The Student Room Group

Private Prisons in the UK - Doesn't It Bother You?

The UK government has authorised a few private prisons since 1992, and I've read that it's considering turning many prisons over to the private sector, just as it's been considering the privatisation of other public functions. Doesn't this concern any of you?

Yes, yes: you're not a criminal, so why care? I get that. But it bothers the hell out of me because, living in the US, I'm familiar with how well that's been working out over here.

There has been at least one major incident (that's been found out) in which private prisons bribed judges to give unusually harsh sentences to people—specifically children in this case—and often for acts that weren't even against the law. The idea, of course, is that more people behind bars equates to more profits for the prison.

Then take the lobbying (that's yankspeak for "bribing") that private prison corporations have done for harsher laws. That's right: in the United States, private prison corporations are constantly bribing politicians for harsher laws so that more people can end up behind bars, and assuming backdoor deals haven't already been made (probably), it's just a matter of time before they finally get what they want.

This doesn't just apply to prisons, it applies to everything public, including transportation and such; however, I think that prisons are the best way of driving the point home as there are few things as disgusting as children spending a year behind bars when they didn't even commit a crime, or people being raped with no intervention from staff because extra security has been ruled an unnecessary, profit-reducing expense.

What do you think of this privatisation trend in the UK?
Original post by Cactus_Man
The UK government has authorised a few private prisons since 1992, and I've read that it's considering turning many prisons over to the private sector, just as it's been considering the privatisation of other public functions. Doesn't this concern any of you?

Yes, yes: you're not a criminal, so why care? I get that. But it bothers the hell out of me because, living in the US, I'm familiar with how well that's been working out over here.

There has been at least one major incident (that's been found out) in which private prisons bribed judges to give unusually harsh sentences to people—specifically children in this case—and often for acts that weren't even against the law. The idea, of course, is that more people behind bars equates to more profits for the prison.

Then take the lobbying (that's yankspeak for "bribing") that private prison corporations have done for harsher laws. That's right: in the United States, private prison corporations are constantly bribing politicians for harsher laws so that more people can end up behind bars, and assuming backdoor deals haven't already been made (probably), it's just a matter of time before they finally get what they want.

This doesn't just apply to prisons, it applies to everything public, including transportation and such; however, I think that prisons are the best way of driving the point home as there are few things as disgusting as children spending a year behind bars when they didn't even commit a crime, or people being raped with no intervention from staff because extra security has been ruled an unnecessary, profit-reducing expense.

What do you think of this privatisation trend in the UK?

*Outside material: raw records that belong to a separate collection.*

//! Common libraries of Sylvia-IoT core modules.

pub mod err;
pub mod http;
pub mod logger;
pub mod strings;
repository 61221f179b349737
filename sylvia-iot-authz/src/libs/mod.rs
pub mod config;
//! Request-time authorization decisions.
//!
//! [`Authorizer::check_authorization`] answers whether a presented bearer token is currently
//! valid and carries the required scope. Unknown, expired and revoked tokens are all denied with
//! [`Error::NotAuthorized`] so that callers cannot tell whether a token ever existed.

use std::sync::Arc;

use crate::{
    error::Error,
    models::{
        Authorization, AuthorizationModel, AuthorizationRequest,
        scope::{SCOPE_ADMIN, ScopeMatch},
    },
};

/// Authorizer options.
#[derive(Clone, Copy, Debug)]
pub struct Options {
    /// The lifetime of authorizations created by [`Authorizer::issue`]. `0` means never expires.
    pub expires_in_days: i64,
    pub scope_match: ScopeMatch,
}

#[derive(Clone)]
pub struct Authorizer {
    model: Arc<dyn AuthorizationModel>,
    opts: Options,
}

pub const DEF_EXPIRES_IN_DAYS: i64 = 30;

impl Authorizer {
    pub fn new(model: Arc<dyn AuthorizationModel>, opts: Options) -> Self {
        Authorizer { model, opts }
    }

    pub fn model(&self) -> &dyn AuthorizationModel {
        self.model.as_ref()
    }

    pub fn options(&self) -> &Options {
        &self.opts
    }

    /// To create and register an authorization with the configured lifetime.
    pub async fn issue(&self, req: &AuthorizationRequest) -> Result<Authorization, Error> {
        self.issue_for(req, self.opts.expires_in_days).await
    }

    /// To create and register an authorization with the specified lifetime.
    pub async fn issue_for(
        &self,
        req: &AuthorizationRequest,
        expires_in_days: i64,
    ) -> Result<Authorization, Error> {
        let auth = Authorization::new(req, expires_in_days);
        self.model.register(&auth).await?;
        Ok(auth)
    }

    /// To register an authorization with the token of the request.
    pub async fn import(
        &self,
        req: &AuthorizationRequest,
        expires_in_days: i64,
    ) -> Result<Authorization, Error> {
        let auth = Authorization::import(req, expires_in_days)?;
        self.model.register(&auth).await?;
        Ok(auth)
    }

    /// To validate the token and the required scope.
    ///
    /// An authorization with the admin scope is granted regardless of `scope`.
    pub async fn check_authorization(
        &self,
        token: &str,
        scope: &str,
    ) -> Result<Authorization, Error> {
        if token.len() == 0 {
            return Err(Error::NoToken);
        }

        let auth = match self.model.find_by_token(token).await {
            Ok(Some(auth)) if auth.is_valid() => auth,
            _ => return Err(Error::NotAuthorized),
        };
        if self.opts.scope_match.matches(auth.scope.as_str(), SCOPE_ADMIN) {
            return Ok(auth);
        }
        match self.opts.scope_match.matches(auth.scope.as_str(), scope) {
            false => Err(Error::NotAuthorized),
            true => Ok(auth),
        }
    }

    /// To get the client ID of the token.
    ///
    /// Neither validity nor scope is checked, so the result must not be treated as a grant.
    pub async fn resolve_client_id(&self, token: &str) -> Result<String, Error> {
        match self.model.find_by_token(token).await? {
            None => Err(Error::NotAuthorized),
            Some(auth) => Ok(auth.client_id),
        }
    }

    pub async fn find_by_identity(
        &self,
        realm: &str,
        client_id: &str,
    ) -> Result<Option<Authorization>, Error> {
        self.model.find_by_identity(realm, client_id).await
    }

    /// To revoke the token. Returns [`Error::NotAuthorized`] for unknown tokens.
    pub async fn revoke(&self, token: &str) -> Result<Authorization, Error> {
        match self.model.revoke(token).await? {
            None => Err(Error::NotAuthorized),
            Some(auth) => Ok(auth),
        }
    }

    /// To delete the authorization of the identity. Returns [`Error::NotImplemented`] if the
    /// store does not support deleting.
    pub async fn delete(
        &self,
        realm: &str,
        client_id: &str,
    ) -> Result<Option<Authorization>, Error> {
        self.model.delete(realm, client_id).await
    }
}

impl Default for Options {
    fn default() -> Self {
        Options {
            expires_in_days: DEF_EXPIRES_IN_DAYS,
            scope_match: ScopeMatch::default(),
        }
    }
}
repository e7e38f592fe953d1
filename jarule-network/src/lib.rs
//! RDM/E1.37-2 network interface device model: a single root device
//! reporting a fixed interface table and accepting DNS/default-route
//! configuration.

#![cfg_attr(not(feature = "std"), no_std)]

pub mod handlers;
pub mod model;
pub mod state;
pub mod tables;

pub use model::NetworkModel;
pub use state::NetworkRoot;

Agree, it's just silly to privatise some things. It's not even like there are conventional market forces at play in this industry.
Reply 2
I think that instinctively I'd prefer to see prisons run exclusively by the State.

You're correct about the lobbying power of private prison providers in the USA. The passage in 13 states of the "three strikes" laws (life in prison after being convicted of three felonies), made it necessary to build 20 new federal prisons and in one of the most disturbing cases resulting from this measure a prisoner received three 25-year sentences for stealing a car and two bicycles. It may also help to explain why the US prison population has exploded from 300,000 in 1972 to 2 million today (the highest number of prisoners in any country in the world)

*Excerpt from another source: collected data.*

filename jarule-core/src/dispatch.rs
//! The PID dispatcher: given a decoded request header and a model's PID
//! descriptor table, finds the matching entry, checks command-class
//! support and minimum parameter length, invokes the handler, and hands
//! back a tagged result for the caller to serialize.

use crate::buffer::ParamWriter;
use crate::pid::{nack, CommandClass, NackReason};
use crate::responder::ResponderLike;

/// What a PID handler produces. The dispatcher's prologue (building the
/// `ParamWriter`) and epilogue (`buffer::finish_response` /
/// `buffer::build_nack`) are the only code that turns this into wire
/// bytes; handlers never touch the header or checksum.
#[derive(Debug, Clone, Copy, PartialEq, Eq)]
pub enum HandlerResult {
    /// Success; the `usize` is the number of parameter-data bytes the
    /// handler wrote (0 for a SET with nothing to echo).
    Ack(usize),
    /// No message_count / response suppressed (never for the request
    /// classes this responder serves, but the type stays requestable so
    /// the dispatcher code doesn't special-case broadcast vs. NACK
    /// fall-through).
    NoResponse,
    Nack(NackReason),
}

/// Every GET handler receives the request's parameter data too (not just
/// SET): several PIDs are GET-with-a-selector (`LOCK_STATE_DESCRIPTION`,
/// `CURVE_DESCRIPTION`, `PRESET_STATUS`, `SENSOR_VALUE`...), so the
/// signature is uniform rather than split into "GET takes nothing" /
/// "GET takes a selector" variants.
pub type GetHandler<S> = fn(&S, &[u8], &mut ParamWriter) -> HandlerResult;
pub type SetHandler<S> = fn(&mut S, &[u8]) -> HandlerResult;

/// One row of a model's PID table (spec's `PIDDescriptor`, generalized
/// over the concrete state type `S` rather than void pointers + a C
/// command-class bitmask).
#[derive(Clone, Copy)]
pub struct PidDescriptor<S> {
    pub pid: u16,
    pub get: Option<GetHandler<S>>,
    pub set: Option<SetHandler<S>>,
    /// Minimum parameter data length a GET request must carry (0 if GET
    /// takes no parameter data at all).
    pub min_get_pdl: u8,
}

/// Looks up `pid` in `table`, checks the requested command class is
/// supported by that row, checks `request_data`'s length against
/// `min_get_pdl` for GET, and invokes the matching handler.
///
/// Dispatch rules (spec §4.D):
/// 1. Unknown PID -> `UNKNOWN_PID`.
/// 2. PID known but this command class unsupported -> `UNSUPPORTED_COMMAND_CLASS`.
/// 3. GET with fewer than `min_get_pdl` bytes -> `FORMAT_ERROR`.
/// 4. Otherwise invoke the handler and return its result unchanged.
pub fn dispatch_pid<S: ResponderLike>(
    state: &mut S,
    table: &[PidDescriptor<S>],
    command_class: CommandClass,
    pid: u16,
    request_data: &[u8],
    response: &mut ParamWriter,
) -> HandlerResult {
    let Some(descriptor) = table.iter().find(|d| d.pid == pid) else {
        return HandlerResult::Nack(nack::UNKNOWN_PID);
    };

    match command_class {
        CommandClass::GetCommand => match descriptor.get {
            None => HandlerResult::Nack(nack::UNSUPPORTED_COMMAND_CLASS),
            Some(handler) => {
                if request_data.len() < descriptor.min_get_pdl as usize {
                    return HandlerResult::Nack(nack::FORMAT_ERROR);
                }
                handler(state, request_data, response)
            }
        },
        CommandClass::SetCommand => match descriptor.set {
            None => HandlerResult::Nack(nack::UNSUPPORTED_COMMAND_CLASS),
            Some(handler) => handler(state, request_data),
        },
        _ => HandlerResult::Nack(nack::UNSUPPORTED_COMMAND_CLASS),
    }
}

#[cfg(test)]
mod tests {
    use super::*;
    use crate::responder::{ResponderDefinition, ResponderState};

    struct Fixture {
        def: &'static ResponderDefinition,
        state: ResponderState,
    }

    static DEF: ResponderDefinition = ResponderDefinition {
        model_id: 1,
        product_category: 0,
        software_version_id: 1,
        software_version_label: "1.0.0",
        model_description: "Fixture",
        manufacturer_label: "Test",
        product_detail_ids: &[],
        personalities: &[],
        sensors: &[],
        footprint_of: |_| 0,
    };

    impl ResponderLike for Fixture {
        fn definition(&self) -> &'static ResponderDefinition {
            self.def
        }
        fn state(&self) -> &ResponderState {
            &self.state
        }
        fn state_mut(&mut self) -> &mut ResponderState {
            &mut self.state
        }
        fn model_supported_pids(&self) -> &'static [u16] {
            &[]
        }
    }

    fn get_device_label(s: &Fixture, _data: &[u8], w: &mut ParamWriter) -> HandlerResult {
        crate::responder::device_label_get(s, _data, w)
    }
    fn set_device_label(s: &mut Fixture, data: &[u8]) -> HandlerResult {
        crate::responder::device_label_set(s, data)
    }

    fn table() -> [PidDescriptor<Fixture>; 1] {
        [PidDescriptor {
            pid: crate::pid::param::DEVICE_LABEL,
            get: Some(get_device_label),
            set: Some(set_device_label),
            min_get_pdl: 0,
        }]
    }

    #[test]
    fn unknown_pid_nacks() {
        let mut f = Fixture {
            def: &DEF,
            state: ResponderState::default(),
        };
        let t = table();
        let mut backing = [0u8; 64];
        let mut w = ParamWriter::new(&mut backing);
        let result = dispatch_pid(&mut f, &t, CommandClass::GetCommand, 0xbeef, &[], &mut w);
        assert_eq!(result, HandlerResult::Nack(nack::UNKNOWN_PID));
    }

    #[test]
    fn known_pid_unsupported_class_nacks() {
        let mut f = Fixture {
            def: &DEF,
            state: ResponderState::default(),
        };
        let t = [PidDescriptor {
            pid: crate::pid::param::DEVICE_LABEL,
            get: Some(get_device_label),
            set: None,
            min_get_pdl: 0,
        }];
        let mut backing = [0u8; 64];
        let mut w = ParamWriter::new(&mut backing);
        let result = dispatch_pid(
            &mut f,
            &t,
            CommandClass::SetCommand,
            crate::pid::param::DEVICE_LABEL,
            b"x",
            &mut w,
        );
        assert_eq!(result, HandlerResult::Nack(nack::UNSUPPORTED_COMMAND_CLASS));
    }

    #[test]
    fn set_then_get_round_trips() {
        let mut f = Fixture {
            def: &DEF,
            state: ResponderState::default(),
        };
        let t = table();
        let mut backing = [0u8; 64];
        let mut w = ParamWriter::new(&mut backing);
        let set_result = dispatch_pid(
            &mut f,
            &t,
            CommandClass::SetCommand,
            crate::pid::param::DEVICE_LABEL,
            b"Dimmer",
            &mut w,
        );
        assert_eq!(set_result, HandlerResult::Ack(0));

        let mut backing2 = [0u8; 64];
        let mut w2 = ParamWriter::new(&mut backing2);
        let get_result = dispatch_pid(
            &mut f,
            &t,
            CommandClass::GetCommand,
            crate::pid::param::DEVICE_LABEL,
            &[],
            &mut w2,
        );
        assert_eq!(get_result, HandlerResult::Ack(6));
        assert_eq!(&backing2[..6], b"Dimmer");
    }
}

Fortunately the UK does not have a lobbying tradition that can be compared with the outright bribary and corruption seen in the US but you make a good point.
Reply 3
Original post by Cactus_Man
I know that the US has a worse bribery problem—they don't even bother to hide it, it's just done out in the open; in fact, the supreme court recently declared that corporations can donate unlimited money to candidates. However, as some journalists have pointed out (i.e. this well-written article: http://www.guardian.co.uk/commentisfree/2009/mar/03/prison-population-titan-jails), the writing is on the wall: the problems seen in the US (and lived firsthand by countless victims) will take shape in the UK unless something is done. In fact, for some unfortunate Britons, the nightmare has already become reality.

I'm going to uni in the UK next year. I hope to perhaps even take up permanent residence. (Anywhere but the US!) But things like this concern me deeply, because if the UK is going to follow the US's lead on things, then there's really no point in moving to the UK at all. I don't want to see the United Kingdom become like the United States!


I think you'll find the UK a bit of a disapointment. Don't get your expectations up too much.

But it won't ever get to being that much like the US in this regard as Parliament is bound by some extremely powerful EU Human Rights Legislation which is very unlikely to be overturned unless the UK leaves the EU which isn't going to happen. That's really why lobbyists don't do so well in the UK - you simply can't get some legislation out of the starting blocks.
Reply 4
Original post by Howard
But it won't ever get to being that much like the US in this regard as Parliament is bound by some extremely powerful EU Human Rights Legislation

Actually, Parliament isn't bound by any EU human rights legislation.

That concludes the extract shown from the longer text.